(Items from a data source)
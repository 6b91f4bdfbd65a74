//! Timer queue
//!
//! Entries are ordered by (due time, insertion sequence), so timers due at the
//! same millisecond fire in the order they were scheduled. The queue itself
//! never runs anything: the machine pops due entries one at a time and runs
//! them with full access to itself, then hands them back through `finish`.

use crate::time::Time;
use crate::{NodeId, Result, TimerId};
use std::collections::{BTreeMap, HashMap};

/// Timer body, run with the scheduler's owner
pub type TimerCallback<C> = Box<dyn FnMut(&mut C) -> Result<()>>;

struct Entry<C> {
    id: TimerId,
    label: String,
    repeat: Option<Time>,
    owner: Option<NodeId>,
    callback: TimerCallback<C>,
}

/// An entry taken off the queue to be run
pub struct Due<C> {
    pub id: TimerId,
    pub at: Time,
    pub label: String,
    repeat: Option<Time>,
    owner: Option<NodeId>,
    callback: TimerCallback<C>,
}

impl<C> Due<C> {
    /// Run the timer body
    pub fn run(&mut self, ctx: &mut C) -> Result<()> {
        (self.callback)(ctx)
    }
}

/// Ordered queue of pending timers
pub struct Scheduler<C> {
    queue: BTreeMap<(Time, u64), Entry<C>>,
    index: HashMap<TimerId, (Time, u64)>,
    next_seq: u64,
    firing: Option<TimerId>,
    firing_cancelled: bool,
}

impl<C> Scheduler<C> {
    pub fn new() -> Self {
        Self {
            queue: BTreeMap::new(),
            index: HashMap::new(),
            next_seq: 0,
            firing: None,
            firing_cancelled: false,
        }
    }

    /// Queue a callback at absolute time `at`
    ///
    /// With `repeat`, the entry is re-queued at `at + interval` after each run
    /// until cancelled. `owner` ties the timer to a node's lifetime.
    pub fn schedule(
        &mut self,
        at: Time,
        label: impl Into<String>,
        repeat: Option<Time>,
        owner: Option<NodeId>,
        callback: TimerCallback<C>,
    ) -> TimerId {
        self.next_seq += 1;
        let id = TimerId(self.next_seq);
        self.insert(
            at,
            Entry {
                id,
                label: label.into(),
                repeat,
                owner,
                callback,
            },
        );
        id
    }

    fn insert(&mut self, at: Time, entry: Entry<C>) {
        self.next_seq += 1;
        let key = (at, self.next_seq);
        self.index.insert(entry.id, key);
        self.queue.insert(key, entry);
    }

    /// Cancel a timer. Cancelling one that already fired (or was cancelled) is a no-op.
    pub fn cancel(&mut self, id: TimerId) -> bool {
        if self.firing == Some(id) {
            self.firing_cancelled = true;
            return true;
        }
        match self.index.remove(&id) {
            Some(key) => self.queue.remove(&key).is_some(),
            None => false,
        }
    }

    /// Cancel every timer owned by `node`
    pub fn cancel_owned_by(&mut self, node: NodeId) -> usize {
        let owned: Vec<TimerId> = self
            .queue
            .values()
            .filter(|e| e.owner == Some(node))
            .map(|e| e.id)
            .collect();
        let count = owned.len();
        for id in owned {
            self.cancel(id);
        }
        count
    }

    pub fn is_pending(&self, id: TimerId) -> bool {
        self.index.contains_key(&id)
    }

    /// Due time of the earliest entry
    pub fn next_due(&self) -> Option<Time> {
        self.queue.keys().next().map(|(at, _)| *at)
    }

    pub fn len(&self) -> usize {
        self.queue.len()
    }

    pub fn is_empty(&self) -> bool {
        self.queue.is_empty()
    }

    /// Take the earliest entry if it is due at or before `until`
    pub fn pop_due(&mut self, until: Time) -> Option<Due<C>> {
        let key = *self.queue.keys().next()?;
        if key.0 > until {
            return None;
        }
        let entry = self.queue.remove(&key)?;
        self.index.remove(&entry.id);
        self.firing = Some(entry.id);
        self.firing_cancelled = false;
        Some(Due {
            id: entry.id,
            at: key.0,
            label: entry.label,
            repeat: entry.repeat,
            owner: entry.owner,
            callback: entry.callback,
        })
    }

    /// Hand back an entry after it ran; repeating entries are re-queued
    pub fn finish(&mut self, due: Due<C>) {
        let cancelled = self.firing_cancelled;
        self.firing = None;
        self.firing_cancelled = false;
        if let (Some(interval), false) = (due.repeat, cancelled) {
            self.insert(
                due.at + interval.max(1),
                Entry {
                    id: due.id,
                    label: due.label,
                    repeat: due.repeat,
                    owner: due.owner,
                    callback: due.callback,
                },
            );
        }
    }
}

impl<C> Default for Scheduler<C> {
    fn default() -> Self {
        Self::new()
    }
}

#[cfg(test)]
mod tests {
    use super::*;

    type Log = Vec<&'static str>;

    fn push(tag: &'static str) -> TimerCallback<Log> {
        Box::new(move |log: &mut Log| {
            log.push(tag);
            Ok(())
        })
    }

    fn drain(sched: &mut Scheduler<Log>, log: &mut Log, until: Time) {
        while let Some(mut due) = sched.pop_due(until) {
            due.run(log).unwrap();
            sched.finish(due);
        }
    }

    #[test]
    fn test_orders_by_time_then_insertion() {
        let mut sched = Scheduler::new();
        let mut log = Log::new();
        sched.schedule(10, "b", None, None, push("b"));
        sched.schedule(5, "a", None, None, push("a"));
        sched.schedule(10, "c", None, None, push("c"));
        assert_eq!(sched.next_due(), Some(5));

        drain(&mut sched, &mut log, 7);
        assert_eq!(log, vec!["a"]);
        drain(&mut sched, &mut log, 10);
        assert_eq!(log, vec!["a", "b", "c"]);
        assert!(sched.is_empty());
    }

    #[test]
    fn test_cancel() {
        let mut sched = Scheduler::new();
        let mut log = Log::new();
        let id = sched.schedule(5, "a", None, None, push("a"));
        assert!(sched.is_pending(id));
        assert!(sched.cancel(id));
        assert!(!sched.cancel(id));
        drain(&mut sched, &mut log, 10);
        assert!(log.is_empty());
    }

    #[test]
    fn test_repeat_until_cancelled_while_firing() {
        let mut sched = Scheduler::new();
        let mut log = Log::new();
        let id = sched.schedule(10, "tick", Some(10), None, push("tick"));

        drain(&mut sched, &mut log, 35);
        assert_eq!(log.len(), 3);
        assert_eq!(sched.next_due(), Some(40));

        let mut due = sched.pop_due(40).unwrap();
        due.run(&mut log).unwrap();
        assert!(sched.cancel(id));
        sched.finish(due);
        assert!(sched.is_empty());
    }

    #[test]
    fn test_cancel_owned_by() {
        let mut sched = Scheduler::new();
        sched.schedule(5, "a", None, Some(NodeId(1)), push("a"));
        sched.schedule(6, "b", None, Some(NodeId(2)), push("b"));
        sched.schedule(7, "c", Some(5), Some(NodeId(1)), push("c"));
        assert_eq!(sched.cancel_owned_by(NodeId(1)), 2);
        assert_eq!(sched.len(), 1);
    }
}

◆ Activity:
In the entries above, some lines hold the string "body". Copy each of them.

◆ Written answer:
/// Timer body, run with the scheduler's owner
    /// Run the timer body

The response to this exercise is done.